His 10 questions are:
- The narrative question: What is the overarching story line of the Bible? For McLaren, the familiar story line of creation, fall, redemption, consummation (with heaven and hell as a result) is a grotesque Greco-Roman distortion of the biblical narrative. God the creator, liberator, reconciler is the real story line.
- The authority question: How should the Bible be understood? Not as a constitution, argues McLaren, with laws and rules and arguments about who’s right and wrong. Rather, we go to the Bible as a community library, where internal consistency is not presumed and we learn by conversation.
- The God question: Is God violent? Believers used to think so, but we ought to grow in maturity from fearing a violent tribal God to partnering with a Christlike God.
- The Jesus question: Who is Jesus and why is he important? Jesus is never violent and does not condemn. He did not come to save people from hell. Jesus, says McLaren, is peace-loving and identifies with the weak and oppressed.
- The gospel question: What is the gospel? It is not a message about how to get saved. The gospel is the announcement of a “new kingdom, a new way of life, and a new way of peace that carried good news to all people of every religion” (139).
- The church question: What do we do about the church? Churches—in whatever form and whatever we call them—exist to form people of Christlike love. This is the church’s primary calling, to form people who live in the way of love, the way of peacemaking.
- The sex question: Can we find a way to address human sexuality without fighting about it? We need to stop hating gay people and welcome them fully into the life of the church. The “sexually other” may be defective in traditional religion, but they are loved and included in a new kind of Christianity.
- The future question: Can we find a better way of viewing the future? No more “soul-sort” universe where our team goes to heaven and the bad guys go to hell. The future is open, inviting our participation. In the end, God’s mercy will triumph and all shall be well.
- The pluralism question: How should followers of Jesus relate to people of other religions? “Christianity has a nauseating, infuriating, depressing record when it comes to encountering people of other religions” (208). There is not us/them, insider/outsider. Jesus accepted everyone and so should we.
- The what-do-we-do-now question: How can we translate our quest into action? The human quest for God has known many stages. Those in the more mature stages of the quest should gently invite others to grow into fuller maturity, but without being divisive.
Kevin DeYoung has an excellent, healthy, and clear response. Here.
4 comments:
Pardon my heresy, but I kinda like Brian McClaren. And I'm a little distrusting towards hip reformed guys like Kevin Deyoung.
I'm not going to lie, but I think that McClaren asks 10 very important questions. I don't expect to agree with all of McClaren's answers, but I'm pretty interested to hear what he has to say.
ha... "pardon my heresy." i'm going to steal that one. and furthermore, i too get scared of trendy calvinism. i never want to be known in association with that label.
so, on to Mr McLaren.
i am very much with you, agreeing with McLaren's question-asking poignancy... "out of these 10 issues, there are 5 or 6 that must be discussed with biblical sensitivity and freshness."
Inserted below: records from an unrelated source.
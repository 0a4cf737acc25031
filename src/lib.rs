//! Riskengine - walk-forward portfolio backtests and pairs trading simulation.
//!
//! # Overview
//!
//! Two engines share one analytics core:
//!
//! - **Portfolio engine**: steps a weight vector through daily returns,
//!   rebalancing by drift threshold or on a fixed cadence, charging costs on
//!   turnover, and reducing the net return series to risk KPIs.
//! - **Pairs engine**: builds a log spread from a static hedge ratio, filters
//!   it with a local-level Kalman filter, standardizes it with a rolling
//!   z-score, and trades a mean-reversion state machine on it.
//!
//! Both return a flat [`KpiReport`]. Too little history never fails a run;
//! the report comes back with every metric at zero.
//!
//! # Quick Start
//!
//! ```no_run
//! use riskengine::{
//!     data::load_prices_csv,
//!     engine::{PortfolioConfig, PortfolioEngine},
//!     portfolio::WeightVector,
//! };
//!
//! let prices = load_prices_csv("data/prices.csv").unwrap();
//! let weights = WeightVector::from([("SPY", 0.6), ("TLT", 0.4)]);
//!
//! let engine = PortfolioEngine::new(PortfolioConfig {
//!     cost_bps: 5.0,
//!     ..Default::default()
//! });
//! let result = engine.run(&prices, &weights, &weights).unwrap();
//!
//! println!("Sharpe: {:.2}", result.kpis.get("sharpe").unwrap_or(0.0));
//! ```
//!
//! # Pairs
//!
//! ```no_run
//! use riskengine::data::load_prices_csv;
//! use riskengine::pairs::{Pair, PairsConfig, PairsEngine};
//!
//! let prices = load_prices_csv("data/prices.csv").unwrap();
//! let a = prices.series("KO").unwrap();
//! let b = prices.series("PEP").unwrap();
//!
//! let engine = PairsEngine::new(PairsConfig::default()).unwrap();
//! let result = engine.run(&Pair::new("KO", "PEP", &a, &b));
//! for trade in &result.trades {
//!     println!("{} {} -> {}: {:.4}", trade.side, trade.entry_date, trade.exit_date, trade.pnl);
//! }
//! ```
//!
//! # Modules
//!
//! - [`types`]: Time series, trade records, KPI reports
//! - [`data`]: Price CSV loading, validation and pivoting
//! - [`returns`]: Simple and log return matrices
//! - [`analytics`]: Risk metrics and terminal reporting
//! - [`portfolio`]: Weight vectors, turnover and transaction costs
//! - [`rebalance`]: Threshold-drift and periodic rebalancing policies
//! - [`walkforward`]: Rolling windows and last-write-wins stitching
//! - [`engine`]: Portfolio backtest engine
//! - [`pairs`]: Spread construction, smoothing, z-scores and the trading state machine
//! - [`scan`]: Parallel pair scanning over ticker universes
//! - [`config`]: TOML configuration file support
//! - [`export`]: JSON and CSV output

pub mod analytics;
pub mod config;
pub mod data;
pub mod engine;
pub mod error;
pub mod export;
pub mod pairs;
pub mod portfolio;
pub mod rebalance;
pub mod returns;
pub mod scan;
pub mod types;
pub mod walkforward;

// Re-exports for convenience
pub use analytics::{KpiFormatter, NormalQuantile, RiskMetrics};
pub use data::{load_prices_csv, PriceRecord, PriceTable, WidePriceMatrix};
pub use engine::{
    run_portfolio_backtest, BacktestResult, PortfolioConfig, PortfolioEngine, SimulationMode,
};
pub use error::{EngineError, Result};
pub use pairs::{backtest_pair, Pair, PairsConfig, PairsEngine, PairsResult};
pub use portfolio::{turnover, CostModel, WeightVector};
pub use rebalance::{RebalanceMode, RebalancePolicy};
pub use scan::{default_universes, scan_all, scan_universe, ScanConfig, ScanRow, Universe};
pub use types::{kpi, ExitReason, KpiReport, ReturnKind, SpreadSide, TimeSeries, TradeRecord};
i would say that questions 1, 2, 4, 5, 6, and 8 are potent questions that have not always been answered as fully as they should. these also seem to be the questions that are most directly dealt with in the Scriptures.
McLaren always has good things to say because he was an English major! it is his second nature to say things in great way. however, from previous things i've read from him, i can't agree with him on all issues. still, it'll be a purchase someday. if you get it first, let me know how it goes.
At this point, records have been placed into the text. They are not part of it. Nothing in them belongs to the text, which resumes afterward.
//! Writing results to disk.
//!
//! | Output | Format |
//! |--------|--------|
//! | KPI report | pretty JSON object |
//! | Trade ledger | CSV, one row per closed trade |
//! | Return series | CSV `date,return` |
//! | Scan ranking | CSV, or an `_empty` marker file |

use crate::error::Result;
use crate::scan::ScanRow;
use crate::types::{KpiReport, TimeSeries, TradeRecord};
use serde::Serialize;
use std::fs::{self, File};
use std::io::{BufWriter, Write};
use std::path::{Path, PathBuf};
use tracing::info;

/// Contents of the marker written for a scan with no candidates.
pub const EMPTY_SCAN_MARKER: &str = "no candidates";

const DATE_FORMAT: &str = "%Y-%m-%d";

fn create(path: &Path) -> Result<File> {
    if let Some(parent) = path.parent() {
        if !parent.as_os_str().is_empty() {
            fs::create_dir_all(parent)?;
        }
    }
    Ok(File::create(path)?)
}

/// Save a KPI report as a JSON object.
pub fn save_kpis_json(path: impl AsRef<Path>, report: &KpiReport) -> Result<()> {
    let file = create(path.as_ref())?;
    serde_json::to_writer_pretty(BufWriter::new(file), report)?;
    Ok(())
}

#[derive(Serialize)]
struct TradeRow<'a> {
    entry_date: String,
    exit_date: String,
    side: i8,
    entry_value: f64,
    exit_value: f64,
    pnl: f64,
    holding_days: i64,
    exit_reason: &'a str,
}

/// Save a trade ledger as CSV.
pub fn save_trades_csv(path: impl AsRef<Path>, trades: &[TradeRecord]) -> Result<()> {
    let mut writer = csv::Writer::from_writer(create(path.as_ref())?);
    for t in trades {
        writer.serialize(TradeRow {
            entry_date: t.entry_date.format(DATE_FORMAT).to_string(),
            exit_date: t.exit_date.format(DATE_FORMAT).to_string(),
            side: t.side.sign() as i8,
            entry_value: t.entry_value,
            exit_value: t.exit_value,
            pnl: t.pnl,
            holding_days: t.holding_days,
            exit_reason: match t.exit_reason {
                crate::types::ExitReason::Reverted => "reverted",
                crate::types::ExitReason::Timeout => "timeout",
            },
        })?;
    }
    writer.flush()?;
    Ok(())
}

/// Save a dated return series as `date,return`.
pub fn save_returns_csv(path: impl AsRef<Path>, series: &TimeSeries) -> Result<()> {
    let mut writer = BufWriter::new(create(path.as_ref())?);
    writeln!(writer, "date,return")?;
    for (date, value) in series.iter() {
        writeln!(writer, "{},{}", date.format(DATE_FORMAT), value)?;
    }
    writer.flush()?;
    Ok(())
}

/// Save ranked scan rows to `<dir>/<name>.csv`.
///
/// With no rows, writes `<dir>/<name>_empty.csv` holding [`EMPTY_SCAN_MARKER`]
/// instead. Returns the path written.
pub fn save_scan_csv(dir: impl AsRef<Path>, name: &str, rows: &[ScanRow]) -> Result<PathBuf> {
    let dir = dir.as_ref();
    if rows.is_empty() {
        let path = dir.join(format!("{}_empty.csv", name));
        let mut file = create(&path)?;
        writeln!(file, "{}", EMPTY_SCAN_MARKER)?;
        info!("No candidates for {}; wrote {}", name, path.display());
        return Ok(path);
    }

    let path = dir.join(format!("{}.csv", name));
    let mut writer = csv::Writer::from_writer(create(&path)?);
    for row in rows {
        writer.serialize(row)?;
    }
    writer.flush()?;
    info!("Wrote {} rows to {}", rows.len(), path.display());
    Ok(path)
}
There needs to be a pendulum swing, but McLaren usually takes it too far
I flat out dont think he has very good things to say, and that what he says and does is just as divisive as those whom he criticizes for being dogmatists.
I'm afraid McLaren is all too good at hermeneuting around hard issues in scriptures and simplifying Chritianity into a religion thats about some nebulous and vaugue "love."
I want to see him obey the words of scripture and take them even when it doesnt make him want to lift his hands sing.
all this to say, i will be reading this book to (trying to simply read it and not pick it apart) see what he is saying since he is an influential force in the church today.
sorry to seem rabid about the issue, ive just seen people influenced by this type of writing mistrusting the written word and disdaining the church because of it.